◆ Data to examine
*** Block opens ***

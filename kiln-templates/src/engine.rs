//! Template service — the [`TemplateService`] seam and its Tera implementation.
//!
//! # Naming
//!
//! Templates are registered under their path relative to the template
//! directory, with `/` separators:
//!
//! | File on disk                   | Template name     |
//! |--------------------------------|-------------------|
//! | `templates/post.ftl`           | `post.ftl`        |
//! | `templates/partials/head.ftl`  | `partials/head.ftl` |

use std::collections::BTreeMap;
use std::path::{Path, PathBuf};

use tera::Tera;

use crate::context::RenderContext;
use crate::error::{describe, io_err, TemplateError};

// ---------------------------------------------------------------------------
// Service seam
// ---------------------------------------------------------------------------

/// Handle to a template that [`TemplateService::compile`] found.
#[derive(Debug, Clone, PartialEq, Eq)]
pub struct CompiledTemplate {
    name: String,
}

impl CompiledTemplate {
    pub fn new(name: impl Into<String>) -> Self {
        CompiledTemplate { name: name.into() }
    }

    pub fn name(&self) -> &str {
        &self.name
    }
}

/// Compile-by-name and render-to-bytes; everything the renderer needs from a
/// template engine.
pub trait TemplateService {
    /// Look up `name`; fails with [`TemplateError::NotFound`].
    fn compile(&self, name: &str) -> Result<CompiledTemplate, TemplateError>;

    /// Render fully into memory; fails with [`TemplateError::Render`].
    fn render(
        &self,
        template: &CompiledTemplate,
        ctx: &RenderContext<'_>,
    ) -> Result<Vec<u8>, TemplateError>;
}

// ---------------------------------------------------------------------------
// Template loading helpers
// ---------------------------------------------------------------------------

fn normalize_template_name(path: &Path) -> String {
    path.to_string_lossy().replace('\\', "/")
}

fn is_hidden(path: &Path) -> bool {
    path.file_name()
        .and_then(|n| n.to_str())
        .is_some_and(|n| n.starts_with('.'))
}

fn collect_template_files(dir: &Path, out: &mut Vec<PathBuf>) -> Result<(), TemplateError> {
    let entries = std::fs::read_dir(dir).map_err(|e| io_err(dir, e))?;
    for entry in entries {
        let entry = entry.map_err(|e| io_err(dir, e))?;
        let path = entry.path();
        if is_hidden(&path) {
            continue;
        }
        let meta = entry.metadata().map_err(|e| io_err(&path, e))?;
        if meta.is_dir() {
            collect_template_files(&path, out)?;
        } else if meta.is_file() {
            out.push(path);
        }
    }
    Ok(())
}

fn load_templates(dir: &Path) -> Result<Vec<(String, String)>, TemplateError> {
    let mut files = Vec::new();
    collect_template_files(dir, &mut files)?;
    let mut templates = Vec::with_capacity(files.len());
    for path in files {
        let rel = path.strip_prefix(dir).unwrap_or(path.as_path());
        let name = normalize_template_name(rel);
        let contents = std::fs::read_to_string(&path).map_err(|e| io_err(&path, e))?;
        templates.push((name, contents));
    }
    Ok(templates)
}

// ---------------------------------------------------------------------------
// TeraTemplates
// ---------------------------------------------------------------------------

/// Tera-backed [`TemplateService`].
///
/// All templates are parsed up front, so a syntax error surfaces from the
/// constructor rather than from the first render.
pub struct TeraTemplates {
    tera: Tera,
}

impl TeraTemplates {
    /// Load every file under `dir` (recursively, dotfiles skipped).
    pub fn from_dir(dir: &Path) -> Result<Self, TemplateError> {
        let templates = load_templates(dir)?;
        tracing::debug!("loaded {} templates from {}", templates.len(), dir.display());
        Self::from_raw(templates)
    }

    /// Build from `(name, source)` pairs.
    pub fn from_raw<I, N, S>(templates: I) -> Result<Self, TemplateError>
    where
        I: IntoIterator<Item = (N, S)>,
        N: Into<String>,
        S: Into<String>,
    {
        // Later duplicates win, matching directory override order.
        let unique: BTreeMap<String, String> = templates
            .into_iter()
            .map(|(n, s)| (n.into(), s.into()))
            .collect();
        let mut tera = Tera::default();
        tera.add_raw_templates(unique)
            .map_err(|e| TemplateError::Load { message: describe(&e) })?;
        Ok(TeraTemplates { tera })
    }

    /// Registered template names, sorted.
    pub fn template_names(&self) -> Vec<&str> {
        let mut names: Vec<&str> = self.tera.get_template_names().collect();
        names.sort_unstable();
        names
    }
}

impl TemplateService for TeraTemplates {
    fn compile(&self, name: &str) -> Result<CompiledTemplate, TemplateError> {
        if self.tera.get_template_names().any(|n| n == name) {
            Ok(CompiledTemplate::new(name))
        } else {
            Err(TemplateError::NotFound {
                name: name.to_string(),
            })
        }
    }

    fn render(
        &self,
        template: &CompiledTemplate,
        ctx: &RenderContext<'_>,
    ) -> Result<Vec<u8>, TemplateError> {
        let render_err = |e: tera::Error| TemplateError::Render {
            name: template.name().to_string(),
            message: describe(&e),
        };
        let tera_ctx = ctx.to_tera_context().map_err(render_err)?;
        let output = self
            .tera
            .render(template.name(), &tera_ctx)
            .map_err(render_err)?;
        Ok(output.into_bytes())
    }
}

// ---------------------------------------------------------------------------
// Tests
// ---------------------------------------------------------------------------
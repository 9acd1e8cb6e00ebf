//! kiln — render parsed content into a static site.
//!
//! # Usage
//!
//! ```text
//! kiln bake <source> --manifest <content.json> [--destination D] [--templates T] [--build-version V]
//! kiln templates <source> [--templates T]
//! ```
//!
//! Global `--verbose` switches the default log level to `debug`; `RUST_LOG`
//! overrides both.

mod commands;

use anyhow::Result;
use clap::{Parser, Subcommand};

use commands::{bake::BakeArgs, templates::TemplatesArgs};

// ---------------------------------------------------------------------------
// CLI entry point
// ---------------------------------------------------------------------------

#[derive(Parser, Debug)]
#[command(
    name = "kiln",
    version,
    about = "Render parsed content records into a static site",
    long_about = None,
)]
struct Cli {
    /// Log at debug level unless RUST_LOG is set.
    #[arg(short, long, global = true)]
    verbose: bool,

    #[command(subcommand)]
    command: Commands,
}

#[derive(Subcommand, Debug)]
enum Commands {
    /// Render every record in a manifest, plus index, archive, feed and tag pages.
    Bake(BakeArgs),

    /// List the templates kiln would load for a site.
    Templates(TemplatesArgs),
}

// ---------------------------------------------------------------------------
// Main
// ---------------------------------------------------------------------------

fn main() -> Result<()> {
    let cli = Cli::parse();
    init_tracing(cli.verbose);
    match cli.command {
        Commands::Bake(args) => args.run(),
        Commands::Templates(args) => args.run(),
    }
}

fn init_tracing(verbose: bool) {
    use tracing_subscriber::{fmt, EnvFilter};

    let default = if verbose { "debug" } else { "info" };
    let filter = EnvFilter::try_from_default_env().unwrap_or_else(|_| EnvFilter::new(default));
    let _ = fmt()
        .with_env_filter(filter)
        .with_target(false)
        .with_writer(std::io::stderr)
        .try_init();
}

*** Block closes ***

◆ Your goal
In full and word for word, output the entries.

◆ Expected output
filename kiln-templates/src/engine.rs
//! Template service — the [`TemplateService`] seam and its Tera implementation.
//!
//! # Naming
//!
//! Templates are registered under their path relative to the template
//! directory, with `/` separators:
//!
//! | File on disk                   | Template name     |
//! |--------------------------------|-------------------|
//! | `templates/post.ftl`           | `post.ftl`        |
//! | `templates/partials/head.ftl`  | `partials/head.ftl` |

use std::collections::BTreeMap;
use std::path::{Path, PathBuf};

use tera::Tera;

use crate::context::RenderContext;
use crate::error::{describe, io_err, TemplateError};

// ---------------------------------------------------------------------------
// Service seam
// ---------------------------------------------------------------------------

/// Handle to a template that [`TemplateService::compile`] found.
#[derive(Debug, Clone, PartialEq, Eq)]
pub struct CompiledTemplate {
    name: String,
}

impl CompiledTemplate {
    pub fn new(name: impl Into<String>) -> Self {
        CompiledTemplate { name: name.into() }
    }

    pub fn name(&self) -> &str {
        &self.name
    }
}

/// Compile-by-name and render-to-bytes; everything the renderer needs from a
/// template engine.
pub trait TemplateService {
    /// Look up `name`; fails with [`TemplateError::NotFound`].
    fn compile(&self, name: &str) -> Result<CompiledTemplate, TemplateError>;

    /// Render fully into memory; fails with [`TemplateError::Render`].
    fn render(
        &self,
        template: &CompiledTemplate,
        ctx: &RenderContext<'_>,
    ) -> Result<Vec<u8>, TemplateError>;
}

// ---------------------------------------------------------------------------
// Template loading helpers
// ---------------------------------------------------------------------------

fn normalize_template_name(path: &Path) -> String {
    path.to_string_lossy().replace('\\', "/")
}

fn is_hidden(path: &Path) -> bool {
    path.file_name()
        .and_then(|n| n.to_str())
        .is_some_and(|n| n.starts_with('.'))
}

fn collect_template_files(dir: &Path, out: &mut Vec<PathBuf>) -> Result<(), TemplateError> {
    let entries = std::fs::read_dir(dir).map_err(|e| io_err(dir, e))?;
    for entry in entries {
        let entry = entry.map_err(|e| io_err(dir, e))?;
        let path = entry.path();
        if is_hidden(&path) {
            continue;
        }
        let meta = entry.metadata().map_err(|e| io_err(&path, e))?;
        if meta.is_dir() {
            collect_template_files(&path, out)?;
        } else if meta.is_file() {
            out.push(path);
        }
    }
    Ok(())
}

fn load_templates(dir: &Path) -> Result<Vec<(String, String)>, TemplateError> {
    let mut files = Vec::new();
    collect_template_files(dir, &mut files)?;
    let mut templates = Vec::with_capacity(files.len());
    for path in files {
        let rel = path.strip_prefix(dir).unwrap_or(path.as_path());
        let name = normalize_template_name(rel);
        let contents = std::fs::read_to_string(&path).map_err(|e| io_err(&path, e))?;
        templates.push((name, contents));
    }
    Ok(templates)
}

// ---------------------------------------------------------------------------
// TeraTemplates
// ---------------------------------------------------------------------------

/// Tera-backed [`TemplateService`].
///
/// All templates are parsed up front, so a syntax error surfaces from the
/// constructor rather than from the first render.
pub struct TeraTemplates {
    tera: Tera,
}

impl TeraTemplates {
    /// Load every file under `dir` (recursively, dotfiles skipped).
    pub fn from_dir(dir: &Path) -> Result<Self, TemplateError> {
        let templates = load_templates(dir)?;
        tracing::debug!("loaded {} templates from {}", templates.len(), dir.display());
        Self::from_raw(templates)
    }

    /// Build from `(name, source)` pairs.
    pub fn from_raw<I, N, S>(templates: I) -> Result<Self, TemplateError>
    where
        I: IntoIterator<Item = (N, S)>,
        N: Into<String>,
        S: Into<String>,
    {
        // Later duplicates win, matching directory override order.
        let unique: BTreeMap<String, String> = templates
            .into_iter()
            .map(|(n, s)| (n.into(), s.into()))
            .collect();
        let mut tera = Tera::default();
        tera.add_raw_templates(unique)
            .map_err(|e| TemplateError::Load { message: describe(&e) })?;
        Ok(TeraTemplates { tera })
    }

    /// Registered template names, sorted.
    pub fn template_names(&self) -> Vec<&str> {
        let mut names: Vec<&str> = self.tera.get_template_names().collect();
        names.sort_unstable();
        names
    }
}

impl TemplateService for TeraTemplates {
    fn compile(&self, name: &str) -> Result<CompiledTemplate, TemplateError> {
        if self.tera.get_template_names().any(|n| n == name) {
            Ok(CompiledTemplate::new(name))
        } else {
            Err(TemplateError::NotFound {
                name: name.to_string(),
            })
        }
    }

    fn render(
        &self,
        template: &CompiledTemplate,
        ctx: &RenderContext<'_>,
    ) -> Result<Vec<u8>, TemplateError> {
        let render_err = |e: tera::Error| TemplateError::Render {
            name: template.name().to_string(),
            message: describe(&e),
        };
        let tera_ctx = ctx.to_tera_context().map_err(render_err)?;
        let output = self
            .tera
            .render(template.name(), &tera_ctx)
            .map_err(render_err)?;
        Ok(output.into_bytes())
    }
}

// ---------------------------------------------------------------------------
// Tests
// ---------------------------------------------------------------------------
repository 9acd1e8cb6e00ebf
//! kiln — render parsed content into a static site.
//!
//! # Usage
//!
//! ```text
//! kiln bake <source> --manifest <content.json> [--destination D] [--templates T] [--build-version V]
//! kiln templates <source> [--templates T]
//! ```
//!
//! Global `--verbose` switches the default log level to `debug`; `RUST_LOG`
//! overrides both.

mod commands;

use anyhow::Result;
use clap::{Parser, Subcommand};

use commands::{bake::BakeArgs, templates::TemplatesArgs};

// ---------------------------------------------------------------------------
// CLI entry point
// ---------------------------------------------------------------------------

#[derive(Parser, Debug)]
#[command(
    name = "kiln",
    version,
    about = "Render parsed content records into a static site",
    long_about = None,
)]
struct Cli {
    /// Log at debug level unless RUST_LOG is set.
    #[arg(short, long, global = true)]
    verbose: bool,

    #[command(subcommand)]
    command: Commands,
}

#[derive(Subcommand, Debug)]
enum Commands {
    /// Render every record in a manifest, plus index, archive, feed and tag pages.
    Bake(BakeArgs),

    /// List the templates kiln would load for a site.
    Templates(TemplatesArgs),
}

// ---------------------------------------------------------------------------
// Main
// ---------------------------------------------------------------------------

fn main() -> Result<()> {
    let cli = Cli::parse();
    init_tracing(cli.verbose);
    match cli.command {
        Commands::Bake(args) => args.run(),
        Commands::Templates(args) => args.run(),
    }
}

fn init_tracing(verbose: bool) {
    use tracing_subscriber::{fmt, EnvFilter};

    let default = if verbose { "debug" } else { "info" };
    let filter = EnvFilter::try_from_default_env().unwrap_or_else(|_| EnvFilter::new(default));
    let _ = fmt()
        .with_env_filter(filter)
        .with_target(false)
        .with_writer(std::io::stderr)
        .try_init();
}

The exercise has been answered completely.